Seed oils, while often found in ultra-processed foods, are not ‘unhealthy on their own’
October 20, 2025
2 min read
Key takeaways:
- Seed oils are often incorrectly tied to health risks like chronic inflammation, according to an expert.
- Evidence suggests that seed oils can lower the risk for diseases like CVD or diabetes and death.
Seed oils, though often found in unhealthy foods, serve an important role in a healthy diet by functioning as a “key source” of fatty acids that can lower chronic disease risk, an expert said.
“It is true that seed oils are often found in ultra-processed foods, but that doesn’t make the oils unhealthy on their own,” Matti Marklund, PhD, MSE, an assistant professor in the department of international health at Johns Hopkins Bloomberg School of Public Health, explained during a press briefing. “What matters is the overall nutrient quality and the degree of processing in foods.”

Social media has fueled misconceptions about seed oils, with some influencers claiming the oils can cause chronic inflammation, obesity, brain fog and toxicity, according to Mass General Brigham. These misconceptions often center on the refining process and high levels of omega-6 fatty acids, Marklund said.
He noted seed oils are an “important source of healthy fats, especially linolic acid, which is an essential omega-6 fatty acid that the body cannot make on its own and must get from food.”
Such nutrients can have a beneficial effect on various aspects of health. For example, “linoleic acid is the most abundant polyunsaturated fat in most peoples’ diets, and scientific studies consistently show that higher intake is linked to a lower risk of chronic diseases, including heart disease, stroke and type 2 diabetes,” Marklund said.

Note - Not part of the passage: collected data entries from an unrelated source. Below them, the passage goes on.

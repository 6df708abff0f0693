use async_trait::async_trait;
use tokio::sync::RwLock;

use super::{MappingData, MappingStore, StoreError, Table};
use crate::model::project::Namespace;

/// Mapping store without persistence; lost when the process exits.
#[derive(Default)]
pub struct MemoryMappingStore {
    data: RwLock<MappingData>,
}

impl MemoryMappingStore {
    pub fn new() -> Self {
        Self::default()
    }
}

#[async_trait]
impl MappingStore for MemoryMappingStore {
    async fn get(&self, ns: &Namespace, table: Table, key: &str) -> Result<Option<u64>, StoreError> {
        Ok(self.data.read().await.get(ns, table, key))
    }

    async fn set(
        &self,
        ns: &Namespace,
        table: Table,
        key: &str,
        value: u64,
    ) -> Result<(), StoreError> {
        self.data.write().await.set(ns, table, key, value);
        Ok(())
    }

    async fn entries(&self, ns: &Namespace, table: Table) -> Result<Vec<(String, u64)>, StoreError> {
        Ok(self.data.read().await.entries(ns, table))
    }
}

#[cfg(test)]
mod tests {
    use super::*;
    use crate::model::project::ProjectId;

    #[tokio::test]
    async fn tables_and_namespaces_are_isolated() {
        let store = MemoryMappingStore::new();
        let a = Namespace::new(ProjectId::new("1"), ProjectId::new("2"));
        let b = Namespace::new(ProjectId::new("1"), ProjectId::new("3"));

        store.set(&a, Table::Milestones, "10", 20).await.unwrap();

        assert_eq!(store.get(&a, Table::Milestones, "10").await.unwrap(), Some(20));
        assert_eq!(store.get(&a, Table::Issues, "10").await.unwrap(), None);
        assert_eq!(store.get(&b, Table::Milestones, "10").await.unwrap(), None);
    }

    #[tokio::test]
    async fn concurrent_writes_to_distinct_keys_all_land() {
        let store = MemoryMappingStore::new();
        let ns = Namespace::new(ProjectId::new("1"), ProjectId::new("2"));

        let writes = (0..20u64).map(|i| {
            let store = &store;
            let ns = &ns;
            async move { store.set(ns, Table::Issues, &i.to_string(), i + 100).await }
        });
        for result in futures::future::join_all(writes).await {
            result.unwrap();
        }

        assert_eq!(store.entries(&ns, Table::Issues).await.unwrap().len(), 20);
    }
}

He said that concerns over balancing omega-3 and omega-6 fatty acid intake, and reducing the latter, are “not supported by current evidence” and that both fats “have complementary roles in the body.”
“There is no credible evidence that seed oils or linoleic acid promote inflammation in humans,” he said. “In fact, research shows the opposite. Higher intake is associated with better heart health and lower risk of premature death.”
“Replacing saturated fats like butter, lard or tallow with polyunsaturated fats from seed oils can improve cholesterol and reduce cardiovascular risk — a change supported by decades of nutrition science,” he added.
Thus, there is no strong scientific basis for policies that would restrict access to seed oils, Marklund said.
“Doing so may mislead consumers and shift attention away from more important dietary improvements like reducing intake of salt or added sugars,” he added.
Marklund encouraged primary care providers to educate their patients on seed oils.
“We should encourage patients to use seed oils like soybean, canola or sunflower oil instead of using butter or lard, and that is a simple, evidence-based way to support heart health,” he said.
For patients who want to especially increase their intake of linoleic acid, “soybean oil would be a great choice,” Marklund added. “Canola oil also provides omega-3 fatty acids, so that could also be a great choice. Those are my two favorites, but you can probably use a wide variety of seed oils.”